• Work instructions: Among the entries that follow, the required portion opens with the line containing "#[cfg(test)]" and closes with the line containing "source: &Arc<MockArtifactSource>) ->". Give that portion again exactly, and nothing else.

(Collected data entries)
<<<<

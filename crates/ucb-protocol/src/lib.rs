//! Cloud Build Protocol Types
//!
//! Defines the JSON shapes exchanged with the Cloud Build REST API and the
//! resource paths they live under.

pub mod build;
pub mod paths;
pub mod platform;
pub mod status;
pub mod target;

pub use build::{Artifact, ArtifactFile, Build, BuildAttempt, BuildKey, Link, LinkMeta, Links};
pub use platform::{Platform, UnknownPlatform};
pub use status::BuildStatus;
pub use target::{BuildTarget, BuildTargetSettings, ScmSettings};

/// Target identifier the API accepts in place of a concrete target id.
pub const ALL_TARGETS: &str = "_all";

/// Body of a non-2xx API response.
#[derive(Debug, Clone, Default, serde::Serialize, serde::Deserialize)]
pub struct ErrorMessage {
    /// Server-provided error description.
    #[serde(default)]
    pub error: String,
}
//! Build artifact retrieval

use std::fs::{self, File};
use std::io::{Read, Write};
use std::path::{Path, PathBuf};
use std::sync::Arc;

use sha2::{Digest, Sha256};
use tracing::{debug, info};
use ucb_protocol::{Build, BuildStatus};

use crate::error::{Error, Result, ValidationError};
use crate::host::{ArtifactSource, BuildFilter, CloudBuildClient};

use super::extract::ArchiveFormat;
use super::filename::artifact_filename;

const COPY_BUFFER_SIZE: usize = 64 * 1024;

/// Which build to download
#[derive(Debug, Clone, PartialEq, Eq)]
pub enum BuildSelector {
    Explicit { target_id: String, number: u64 },
    /// Most recent successful build of a target
    LatestSuccessful(String),
}

#[derive(Debug, Clone)]
pub struct DownloadRequest {
    pub selector: BuildSelector,
    /// Existing directory to write into
    pub destination: PathBuf,
    /// Extract the archive into `destination` instead of keeping it
    pub unpack: bool,
}

#[derive(Debug, Clone, serde::Serialize)]
pub struct DownloadOutcome {
    pub build: Build,
    pub filename: String,
    /// Downloaded file, or the destination directory when unpacked
    pub path: PathBuf,
    pub bytes: u64,
    /// SHA-256 of the transferred bytes, hex
    pub sha256: String,
    /// Paths written by extraction, in archive order
    pub extracted: Vec<PathBuf>,
}

pub struct ArtifactRetriever {
    client: CloudBuildClient,
    source: Arc<dyn ArtifactSource>,
}

impl ArtifactRetriever {
    pub fn new(client: CloudBuildClient, source: Arc<dyn ArtifactSource>) -> Self {
        Self { client, source }
    }

    pub fn resolve(&self, selector: &BuildSelector) -> Result<Build> {
        match selector {
            BuildSelector::Explicit { target_id, number } => self.client.build_status(target_id, *number),
            BuildSelector::LatestSuccessful(target_id) => {
                let filter = BuildFilter::default().with_status(BuildStatus::Success).with_limit(1);
                self.client
                    .list_builds(target_id, &filter)?
                    .into_iter()
                    .next()
                    .ok_or_else(|| ValidationError::NoSuccessfulBuild(target_id.clone()).into())
            }
        }
    }

    pub fn download(&self, request: &DownloadRequest) -> Result<DownloadOutcome> {
        let build = self.resolve(&request.selector)?;

        if !build.status.is_success() {
            return Err(ValidationError::NotSuccessful {
                target_id: build.target_id.clone(),
                number: build.number,
                status: build.status.clone(),
            }
            .into());
        }

        let link = build.download_link().ok_or_else(|| ValidationError::MissingDownloadLink {
            target_id: build.target_id.clone(),
            number: build.number,
        })?;

        let format = if request.unpack {
            let content_type = link.content_type().unwrap_or_default();
            Some(ArchiveFormat::from_content_type(content_type).ok_or_else(|| {
                ValidationError::NotAnArchive {
                    content_type: content_type.to_ascii_lowercase(),
                }
            })?)
        } else {
            None
        };

        if !request.destination.is_dir() {
            return Err(ValidationError::NotADirectory(request.destination.clone()).into());
        }

        let filename = artifact_filename(&link.href)?;
        let href = link.href.clone();
        debug!(build = %build.key(), filename = %filename, "downloading artifact");

        let outcome = match format {
            None => {
                let path = request.destination.join(&filename);
                let mut guard = PartialFile::create(&path)?;
                let (bytes, sha256) = self.transfer(&href, guard.file(), &path)?;
                guard.keep();
                info!(path = %path.display(), bytes, "artifact saved");
                DownloadOutcome {
                    build,
                    filename,
                    path,
                    bytes,
                    sha256,
                    extracted: Vec::new(),
                }
            }
            Some(format) => {
                let mut temp = tempfile::Builder::new()
                    .prefix("ucb-")
                    .suffix(&format!("-{}", filename))
                    .tempfile()
                    .map_err(|e| Error::io(std::env::temp_dir(), e))?;
                let temp_path = temp.path().to_path_buf();
                let (bytes, sha256) = self.transfer(&href, temp.as_file_mut(), &temp_path)?;

                info!(dest = %request.destination.display(), "unpacking artifact");
                // `temp` is removed on drop whether or not extraction succeeds
                let extracted = format.extract(&temp_path, &request.destination)?;
                DownloadOutcome {
                    build,
                    filename,
                    path: request.destination.clone(),
                    bytes,
                    sha256,
                    extracted,
                }
            }
        };
        Ok(outcome)
    }

    /// Stream `href` into `out`, returning byte count and SHA-256
    fn transfer(&self, href: &str, out: &mut File, path: &Path) -> Result<(u64, String)> {
        let mut response = self.source.fetch(href)?;
        for (name, value) in &response.headers {
            debug!(header = %name, value = %value, "artifact response header");
        }
        if response.status != 200 {
            return Err(Error::Server {
                status: response.status,
                message: format!("artifact download failed with HTTP status {}", response.status),
            });
        }

        let mut hasher = Sha256::new();
        let mut buffer = vec![0u8; COPY_BUFFER_SIZE];
        let mut total = 0u64;
        loop {
            let n = response
                .body
                .read(&mut buffer)
                .map_err(|e| Error::Transport(e.into()))?;
            if n == 0 {
                break;
            }
            hasher.update(&buffer[..n]);
            out.write_all(&buffer[..n]).map_err(|e| Error::io(path, e))?;
            total += n as u64;
        }
        out.flush().map_err(|e| Error::io(path, e))?;

        Ok((total, hex::encode(hasher.finalize())))
    }
}

/// A file being written at its final path; removed on drop unless kept
struct PartialFile {
    path: PathBuf,
    file: File,
    keep: bool,
}

impl PartialFile {
    fn create(path: &Path) -> Result<Self> {
        let file = File::create(path).map_err(|e| Error::io(path, e))?;
        Ok(Self {
            path: path.to_path_buf(),
            file,
            keep: false,
        })
    }

    fn file(&mut self) -> &mut File {
        &mut self.file
    }

    fn keep(&mut self) {
        self.keep = true;
    }
}

impl Drop for PartialFile {
    fn drop(&mut self) {
        if !self.keep {
            if let Err(e) = fs::remove_file(&self.path) {
                debug!(path = %self.path.display(), error = %e, "failed to remove partial download");
            }
        }
    }
}

#[cfg(test)]
mod tests {
    use super::*;
    use crate::host::Method;
    use crate::mock::{MockArtifactSource, MockTransport};
    use serde_json::json;
    use tempfile::TempDir;

    const HREF: &str = "https://cdn.example.com/ios/3/Game.ipa";

    fn retriever(mock: &Arc<MockTransport>, source: &Arc<MockArtifactSource>) -> ArtifactRetriever {
        ArtifactRetriever::new(CloudBuildClient::new(mock.clone()), source.clone())
    }

    fn script_build(mock: &MockTransport, status: &str, link: Option<serde_json::Value>) {
        let mut body = json!({"build": 3, "buildTargetId": "ios", "buildStatus": status});
        if let Some(link) = link {
            body["links"] = json!({ "download_primary": link });
        }
        mock.respond_json(Method::Get, "buildtargets/ios/builds/3", 200, body);
    }

    fn request(dest: &Path, unpack: bool) -> DownloadRequest {
        DownloadRequest {
            selector: BuildSelector::Explicit {
                target_id: "ios".to_string(),
                number: 3,
            },
            destination: dest.to_path_buf(),
            unpack,
        }
    }

    #[test]
    fn test_plain_download() {
        let dir = TempDir::new().unwrap();
        let mock = Arc::new(MockTransport::new());
        let source = Arc::new(MockArtifactSource::new());
        script_build(&mock, "success", Some(json!({"href": HREF, "meta": {"type": "IPA"}})));
        source.serve(HREF, 200, b"ipa-bytes".to_vec());

        let outcome = retriever(&mock, &source).download(&request(dir.path(), false)).unwrap();
        assert_eq!(outcome.filename, "Game.ipa");
        assert_eq!(outcome.bytes, 9);
        assert_eq!(fs::read(dir.path().join("Game.ipa")).unwrap(), b"ipa-bytes");
        assert_eq!(outcome.sha256, hex::encode(Sha256::digest(b"ipa-bytes")));
    }

    #[test]
    fn test_unsuccessful_build_rejected() {
        let dir = TempDir::new().unwrap();
        let mock = Arc::new(MockTransport::new());
        let source = Arc::new(MockArtifactSource::new());
        script_build(&mock, "failure", Some(json!({"href": HREF})));

        let err = retriever(&mock, &source).download(&request(dir.path(), false)).unwrap_err();
        assert!(matches!(err, Error::Validation(ValidationError::NotSuccessful { .. })));
        assert_eq!(source.fetch_count(), 0);
    }

    #[test]
    fn test_missing_link_rejected() {
        let dir = TempDir::new().unwrap();
        let mock = Arc::new(MockTransport::new());
        let source = Arc::new(MockArtifactSource::new());
        script_build(&mock, "success", None);

        let err = retriever(&mock, &source).download(&request(dir.path(), false)).unwrap_err();
        assert!(matches!(err, Error::Validation(ValidationError::MissingDownloadLink { .. })));
    }

    #[test]
    fn test_destination_must_be_directory() {
        let dir = TempDir::new().unwrap();
        let file = dir.path().join("plain.txt");
        fs::write(&file, b"x").unwrap();
        let mock = Arc::new(MockTransport::new());
        let source = Arc::new(MockArtifactSource::new());
        script_build(&mock, "success", Some(json!({"href": HREF})));

        let err = retriever(&mock, &source).download(&request(&file, false)).unwrap_err();
        assert!(matches!(err, Error::Validation(ValidationError::NotADirectory(_))));
        assert_eq!(source.fetch_count(), 0);
    }

    #[test]
    fn test_http_error_leaves_nothing() {
        let dir = TempDir::new().unwrap();
        let mock = Arc::new(MockTransport::new());
        let source = Arc::new(MockArtifactSource::new());
        script_build(&mock, "success", Some(json!({"href": HREF})));
        source.serve(HREF, 403, b"denied".to_vec());

        let err = retriever(&mock, &source).download(&request(dir.path(), false)).unwrap_err();
        assert_eq!(err.kind(), crate::error::ErrorKind::Server);
        assert!(!dir.path().join("Game.ipa").exists());
    }

    #[test]
    fn test_latest_successful_none() {
        let mock = Arc::new(MockTransport::new());
        let source = Arc::new(MockArtifactSource::new());
        mock.respond_json(Method::Get, "buildtargets/ios/builds", 200, json!([]));

        let err = retriever(&mock, &source)
            .resolve(&BuildSelector::LatestSuccessful("ios".to_string()))
            .unwrap_err();
        assert_eq!(err.to_string(), "No successful build for target ios");
        assert_eq!(mock.calls()[0].query_value("buildStatus"), Some("success"));
    }
}
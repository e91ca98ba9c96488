//! ucb - Cloud Build lifecycle client
//!
//! Queries build status, waits for builds to finish, retrieves their
//! artifacts and checks them against a source revision. The binary in
//! `main.rs` is a thin CLI over these modules.

pub mod artifact;
pub mod config;
pub mod error;
pub mod host;
pub mod mock;
pub mod monitor;
pub mod output;
pub mod revision;
pub mod telemetry;

pub use artifact::{ArtifactRetriever, BuildSelector, DownloadOutcome, DownloadRequest};
pub use config::{CloudBuildContext, ConfigError, ContextOverrides};
pub use error::{Error, ErrorKind, Result, ValidationError};
pub use host::{BuildFilter, CloudBuildClient, LatestBuilds};
pub use monitor::{CompletionMonitor, MonitorConfig, MonitorObserver, MonitorReport, WatchSelector};
pub use revision::{matches_head, MatchCandidate, MatchReport, MatchScope, MatchVerdict, RevisionMatcher};

pub use ucb_classifier::{classify, ClassifiedOutcome};
pub use ucb_protocol::{Build, BuildKey, BuildStatus, BuildTarget, Platform};
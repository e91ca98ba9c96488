//! Host-Side Components
//!
//! Talks to the Cloud Build API: the transport seam and the client that
//! resolves build status and drives start/cancel.

pub mod client;
pub mod transport;

pub use client::{BuildFilter, CloudBuildClient, LatestBuilds};
pub use transport::{
    ApiRequest, ApiResponse, ArtifactResponse, ArtifactSource, HttpArtifactSource, HttpTransport,
    HttpTransportConfig, Method, Transport, TransportError,
};
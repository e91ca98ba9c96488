//! Build target records.

use serde::{Deserialize, Serialize};

use crate::build::Build;

/// A configured build pipeline.
#[derive(Debug, Clone, PartialEq, Serialize, Deserialize)]
pub struct BuildTarget {
    #[serde(rename = "buildtargetid", alias = "buildTargetId")]
    pub id: String,

    #[serde(default)]
    pub name: String,

    #[serde(default)]
    pub platform: String,

    #[serde(default)]
    pub enabled: bool,

    /// Most recent build(s), present when the listing asked for them
    #[serde(default, skip_serializing_if = "Vec::is_empty")]
    pub builds: Vec<Build>,

    #[serde(default, skip_serializing_if = "Option::is_none")]
    pub settings: Option<BuildTargetSettings>,
}

#[derive(Debug, Clone, Default, PartialEq, Serialize, Deserialize)]
pub struct BuildTargetSettings {
    #[serde(rename = "autoBuild", default)]
    pub auto_build: bool,

    #[serde(rename = "executablename", default)]
    pub executable_name: String,

    #[serde(default)]
    pub scm: ScmSettings,

    /// Unity version, with `_` separators as the service reports it
    #[serde(rename = "unityVersion", default)]
    pub unity_version: String,
}

impl BuildTargetSettings {
    /// Unity version with dotted separators.
    pub fn display_unity_version(&self) -> String {
        self.unity_version.replace('_', ".")
    }
}

#[derive(Debug, Clone, Default, PartialEq, Serialize, Deserialize)]
pub struct ScmSettings {
    #[serde(default)]
    pub branch: String,

    #[serde(default, skip_serializing_if = "Option::is_none")]
    pub subdirectory: Option<String>,

    #[serde(rename = "type", default)]
    pub scm_type: String,
}
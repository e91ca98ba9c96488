//! Revision matching tests
//!
//! Scope resolution against the API plus HEAD lookup in a scratch
//! repository created with libgit2.

use std::path::Path;
use std::sync::Arc;

use git2::{Repository, Signature};
use serde_json::{json, Value};
use tempfile::TempDir;
use ucb_tool::host::Method;
use ucb_tool::mock::MockTransport;
use ucb_tool::revision::{self, MatchScope, MatchVerdict, RevisionMatcher};
use ucb_tool::{BuildStatus, CloudBuildClient, ErrorKind};

const HEAD: &str = "abc123";

fn build_json(target: &str, number: u64, status: &str, revision: &str) -> Value {
    json!({
        "build": number,
        "buildTargetId": target,
        "buildStatus": status,
        "lastBuiltRevision": revision
    })
}

fn matcher(mock: &Arc<MockTransport>) -> RevisionMatcher {
    RevisionMatcher::new(CloudBuildClient::new(mock.clone()))
}

fn script_targets(mock: &MockTransport) {
    mock.respond_json(
        Method::Get,
        "buildtargets",
        200,
        json!([
            {"buildtargetid": "ios", "enabled": true, "builds": [build_json("ios", 4, "success", "abc123")]},
            {"buildtargetid": "android", "enabled": true, "builds": [build_json("android", 8, "success", "abc124")]},
            {"buildtargetid": "webgl", "enabled": true, "builds": []},
            {"buildtargetid": "old", "enabled": false, "builds": [build_json("old", 1, "success", "000000")]}
        ]),
    );
}

// =============================================================================
// Scopes
// =============================================================================

#[test]
fn test_all_scope() {
    let mock = Arc::new(MockTransport::new());
    script_targets(&mock);

    let report = matcher(&mock).check(HEAD, &MatchScope::All).unwrap();

    let verdicts: Vec<(&str, &MatchVerdict)> =
        report.items.iter().map(|i| (i.target_id.as_str(), &i.verdict)).collect();
    assert_eq!(
        verdicts,
        vec![
            ("webgl", &MatchVerdict::Missing),
            (
                "android",
                &MatchVerdict::RevisionMismatch {
                    revision: Some("abc124".to_string())
                }
            ),
            ("ios", &MatchVerdict::Matches),
        ]
    );
    assert!(!report.all_match());
    // Only successful builds are considered; no per-target history requests
    assert_eq!(mock.call_count(), 1);
}

#[test]
fn test_latest_for_target_matches() {
    let mock = Arc::new(MockTransport::new());
    script_targets(&mock);

    let report = matcher(&mock)
        .check(HEAD, &MatchScope::LatestForTarget("ios".to_string()))
        .unwrap();
    assert_eq!(report.items.len(), 1);
    assert!(report.all_match());
}

#[test]
fn test_target_absent_from_listing_is_missing() {
    let mock = Arc::new(MockTransport::new());
    script_targets(&mock);

    let report = matcher(&mock)
        .check(HEAD, &MatchScope::LatestForTarget("switch".to_string()))
        .unwrap();
    assert_eq!(report.items[0].verdict, MatchVerdict::Missing);
    assert!(!report.all_match());
}

#[test]
fn test_disabled_target_is_not_considered() {
    let mock = Arc::new(MockTransport::new());
    script_targets(&mock);

    let report = matcher(&mock)
        .check(HEAD, &MatchScope::LatestForTarget("old".to_string()))
        .unwrap();
    assert_eq!(report.items[0].verdict, MatchVerdict::Missing);
}

#[test]
fn test_explicit_failed_build_never_matches() {
    let mock = Arc::new(MockTransport::new());
    mock.respond_json(
        Method::Get,
        "buildtargets/ios/builds/5",
        200,
        build_json("ios", 5, "failure", "abc123"),
    );

    let scope = MatchScope::Build {
        target_id: "ios".to_string(),
        number: 5,
    };
    let report = matcher(&mock).check(HEAD, &scope).unwrap();
    assert_eq!(
        report.items[0].verdict,
        MatchVerdict::NotSuccessful {
            status: BuildStatus::Failure
        }
    );
    assert!(!report.all_match());
}

#[test]
fn test_explicit_build_not_found() {
    let mock = Arc::new(MockTransport::new());
    mock.respond_json(Method::Get, "buildtargets/ios/builds/99", 404, json!({}));

    let scope = MatchScope::Build {
        target_id: "ios".to_string(),
        number: 99,
    };
    let err = matcher(&mock).check(HEAD, &scope).unwrap_err();
    assert_eq!(err.kind(), ErrorKind::NotFound);
}

// =============================================================================
// HEAD lookup
// =============================================================================

fn commit(repo: &Repository, name: &str, message: &str) -> git2::Oid {
    let workdir = repo.workdir().unwrap();
    std::fs::write(workdir.join(name), "hello\n").unwrap();
    let mut index = repo.index().unwrap();
    index.add_path(Path::new(name)).unwrap();
    index.write().unwrap();
    let tree = repo.find_tree(index.write_tree().unwrap()).unwrap();
    let signature = Signature::now("ucb", "ucb@example.com").unwrap();
    repo.commit(Some("HEAD"), &signature, &signature, message, &tree, &[])
        .unwrap()
}

#[test]
fn test_head_of_scratch_repository() {
    let dir = TempDir::new().unwrap();
    let repo = Repository::init(dir.path()).unwrap();
    let oid = commit(&repo, "README", "Initial import\n");

    let nested = dir.path().join("sub/dir");
    std::fs::create_dir_all(&nested).unwrap();

    let head = revision::head(&nested).unwrap();
    assert_eq!(head.revision, oid.to_string());
    assert_eq!(head.revision.len(), 40);
    assert_eq!(head.message, "Initial import");
}

#[test]
fn test_head_feeds_matcher() {
    let dir = TempDir::new().unwrap();
    let repo = Repository::init(dir.path()).unwrap();
    let oid = commit(&repo, "README", "Release\n");

    let mock = Arc::new(MockTransport::new());
    mock.respond_json(
        Method::Get,
        "buildtargets/ios/builds/2",
        200,
        build_json("ios", 2, "success", &oid.to_string()),
    );

    let head = revision::head(dir.path()).unwrap();
    let scope = MatchScope::Build {
        target_id: "ios".to_string(),
        number: 2,
    };
    let report = matcher(&mock).check(&head.revision, &scope).unwrap();
    assert!(report.all_match());
}

#[test]
fn test_head_outside_repository() {
    let dir = TempDir::new().unwrap();
    let missing = dir.path().join("nowhere");
    let err: ucb_tool::Error = revision::head(&missing).unwrap_err().into();
    assert_eq!(err.kind(), ErrorKind::Io);
}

>>>>

• The completed task:
#[cfg(test)]
mod tests {
    use super::*;
    use crate::host::Method;
    use crate::mock::{MockArtifactSource, MockTransport};
    use serde_json::json;
    use tempfile::TempDir;

    const HREF: &str = "https://cdn.example.com/ios/3/Game.ipa";

    fn retriever(mock: &Arc<MockTransport>, source: &Arc<MockArtifactSource>) -> ArtifactRetriever {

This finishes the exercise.